Pocas cosas disfruto tanto, como bañarme los domingos. A la hora que sea que me haya dado la gana entrar a la regadera, lo hago despierta, en mis cinco sentidos y después de tomarme un café. No dormida, como entre semana.
Disfruto la sensación del agua tibia cayendo sobre mi. Siento como mi cabello se va mojando todo. Tranquilamente tallo cada centímetro de mi piel con estropajo con jabón. Me doy tiempo para exfoliarme las nalgas y los brazos, es un lujo que por las prisas, no siempre me puedo dar. Con toda la calma del mundo me rasuro las piernas, detenidamente puedo ver las escasas arañas en formas de varices que eventualmente poblarán mis piernas. Puedo desenredar mi largo y ondulado cabello con suavidad, evitando los estirones desenfrenados.

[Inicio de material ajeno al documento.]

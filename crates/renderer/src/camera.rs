//! Orbit camera: eye position plus look-target.

use glam::{Mat4, Vec3};

/// Perspective camera with configurable FOV and clipping planes.
/// Position and target come from the framing controller (or the user's
/// orbit input, which is external to this crate).
#[derive(Debug, Clone)]
pub struct Camera {
    pub position: Vec3,
    pub target: Vec3,
    /// Vertical field of view in degrees.
    pub fov_degrees: f32,
    /// Near clipping plane.
    pub near: f32,
    /// Far clipping plane.
    pub far: f32,
    /// Aspect ratio (width / height).
    pub aspect: f32,
}

impl Default for Camera {
    fn default() -> Self {
        Self {
            position: Vec3::new(22.0, 16.0, 22.0),
            target: Vec3::ZERO,
            fov_degrees: 45.0,
            near: 0.1,
            far: 1200.0,
            aspect: 16.0 / 9.0,
        }
    }
}

impl Camera {
    /// Update aspect ratio (call on surface resize).
    pub fn set_aspect(&mut self, width: u32, height: u32) {
        self.aspect = width as f32 / height.max(1) as f32;
    }

    pub fn fov_radians(&self) -> f32 {
        self.fov_degrees.to_radians()
    }

    /// Get the view matrix.
    pub fn view_matrix(&self) -> Mat4 {
        Mat4::look_at_rh(self.position, self.target, Vec3::Y)
    }

    /// Get the projection matrix.
    pub fn projection_matrix(&self) -> Mat4 {
        Mat4::perspective_rh(self.fov_radians(), self.aspect, self.near, self.far)
    }

    /// Get the combined view-projection matrix.
    pub fn view_projection_matrix(&self) -> Mat4 {
        self.projection_matrix() * self.view_matrix()
    }

    /// Unit vector from target toward the eye.
    pub fn view_direction(&self) -> Vec3 {
        (self.position - self.target).normalize_or_zero()
    }
}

Al salir del baño me humecto pausadamente la piel que recientemente he lavado, otro lujo que no siempre me puedo dar. Una crema para las piernas, otra para el pecho y el cuello, otra para los codos y otras dos para la cara.
El baño del domingo es algo así como el cálido abrazo que me doy como recompensa de una semana ajetreada. Aunque sea para ponerme de nuevo una pijama, ahora limpia.
En fin. Yo si me baño los domingos.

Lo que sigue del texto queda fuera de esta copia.